Children with life-threatening illnesses treated to holiday food & fun

By Minna Sugimoto - bio | email

WAIPIO (HawaiiNewsNow) - The holiday season can be a difficult time for seriously-ill children and their families. On Sunday night, a non-profit group teamed up with a restaurant chain to help lift the spirits of dozens of Hawaii families.

The support group HUGS says families with a child with a life-threatening illness may feel overwhelmed emotionally and financially during this time of year. On Sunday, about 40 families were treated to food and festivities so they wouldn't feel alone.

From a visit with Stitch to a stand full of candy, it was a feast for the eyes and tummies of all the special guests.

At the lei-making table was 10-year-old Kamalani, who knows a thing or two about needles. The courageous fifth grader is in her second bout with leukemia, and has had seven hospital stays in the past year.

"To get away from the hospital and all the problems of being sick and coming to an event like this is just real special to our family," Felix Aetonu, Kamalani's father, said.

The non-profit HUGS -- which stands for Help, Understanding and Group Support -- threw this pre-Thanksgiving party for families who have experienced or are currently caring for a child with a life-threatening illness.

"Many of them have been deeply impacted by mounting medical bills and other out-of-pocket expenses," Donna Witsell, HUGS executive director, said. "So even some of the things that the rest of us could do during the holidays, they no longer have the funds to do."

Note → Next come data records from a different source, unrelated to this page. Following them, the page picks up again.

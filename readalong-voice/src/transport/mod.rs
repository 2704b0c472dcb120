//! Realtime voice transports
//!
//! Two interchangeable implementations of [`TransportClient`]:
//!
//! - [`PeerTransport`] negotiates a direct media session with the provider
//! - [`RelayedSocketTransport`] streams PCM16 over a WebSocket to the relay
//!
//! Both drive the same [`ConnectionStateMachine`](crate::state::ConnectionStateMachine)
//! and report through a single [`TransportListener`]. Neither reconnects on
//! its own; that is the owning session's job.

pub mod client;
pub mod error;
mod interpreter;
pub mod peer;
pub mod relayed;
#[cfg(feature = "webrtc")]
pub mod webrtc_peer;

use std::sync::Arc;

pub use client::{
    MicrophoneFactory, NoopListener, TransportClient, TransportContext, TransportKind,
    TransportListener,
};
pub use error::{TransportError, TransportResult};
pub use interpreter::MAX_CONSECUTIVE_MALFORMED;
pub use peer::{PeerConnection, PeerConnectionFactory, PeerEvent, PeerTransport, SdpExchange};
pub use relayed::RelayedSocketTransport;
#[cfg(feature = "webrtc")]
pub use webrtc_peer::{WebRtcPeer, WebRtcPeerFactory};

use crate::state::AppConfig;

/// Build the transport selected by `kind`
///
/// The peer transport needs a media engine, supplied through `peer_factory`.
pub fn build_transport(
    kind: TransportKind,
    config: &AppConfig,
    ctx: TransportContext,
    peer_factory: Option<Arc<dyn PeerConnectionFactory>>,
) -> TransportResult<Box<dyn TransportClient>> {
    let ctx = ctx
        .with_frame_ms(config.audio.frame_ms)
        .with_connect_timeout(config.transport.connect_timeout());

    match kind {
        TransportKind::Relayed => Ok(Box::new(RelayedSocketTransport::new(
            config.relay.public_url.clone(),
            ctx,
        ))),
        TransportKind::Peer => {
            let factory = match peer_factory {
                Some(factory) => factory,
                None => default_peer_factory(config, &ctx)?,
            };
            Ok(Box::new(PeerTransport::new(
                factory,
                config.provider.calls_url.clone(),
                ctx,
            )))
        }
    }
}

#[cfg(feature = "webrtc")]
fn default_peer_factory(
    config: &AppConfig,
    ctx: &TransportContext,
) -> TransportResult<Arc<dyn PeerConnectionFactory>> {
    Ok(Arc::new(
        WebRtcPeerFactory::from_context(ctx).with_ice_servers(config.transport.ice_servers.clone()),
    ))
}

#[cfg(not(feature = "webrtc"))]
fn default_peer_factory(
    _config: &AppConfig,
    _ctx: &TransportContext,
) -> TransportResult<Arc<dyn PeerConnectionFactory>> {
    Err(TransportError::InvalidConfig(
        "peer transport requires a peer connection factory or the `webrtc` feature".to_string(),
    ))
}

#[cfg(test)]
mod tests {
    use super::*;

    #[test]
    fn test_build_relayed_by_default() {
        let config = AppConfig::default();
        let ctx = TransportContext::new(Arc::new(NoopListener));

        let transport = build_transport(config.transport.kind, &config, ctx, None).unwrap();
        assert_eq!(transport.kind(), TransportKind::Relayed);
        assert!(!transport.is_connected());
    }

    #[cfg(not(feature = "webrtc"))]
    #[test]
    fn test_peer_requires_factory() {
        let config = AppConfig::default();
        let ctx = TransportContext::new(Arc::new(NoopListener));

        let err = build_transport(TransportKind::Peer, &config, ctx, None)
            .err()
            .unwrap();
        assert!(matches!(err, TransportError::InvalidConfig(_)));
    }

    #[cfg(feature = "webrtc")]
    #[test]
    fn test_peer_defaults_to_webrtc_engine() {
        let config = AppConfig::default();
        let ctx = TransportContext::new(Arc::new(NoopListener));

        let transport = build_transport(TransportKind::Peer, &config, ctx, None).unwrap();
        assert_eq!(transport.kind(), TransportKind::Peer);
        assert!(!transport.is_connected());
    }
}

It's the third year in which Zippy's Restaurants has sponsored this holiday gathering, providing the food and the volunteers. The company says it's inspired by the strength of the kids as they face physical and emotional hardships.

"It's amazing the fortitude that they have," Jason Higa, Zippy's chief executive officer, said. "We all know, I think, that children just have such a great ability to make it through challenges that as adults we find overwhelming."

For Kamalani, the party offered many chances to smile.

"Taking pictures, seeing all my friends from HUGS, come here and just enjoy," she said.

About half of the children HUGS provides services to have some form of cancer.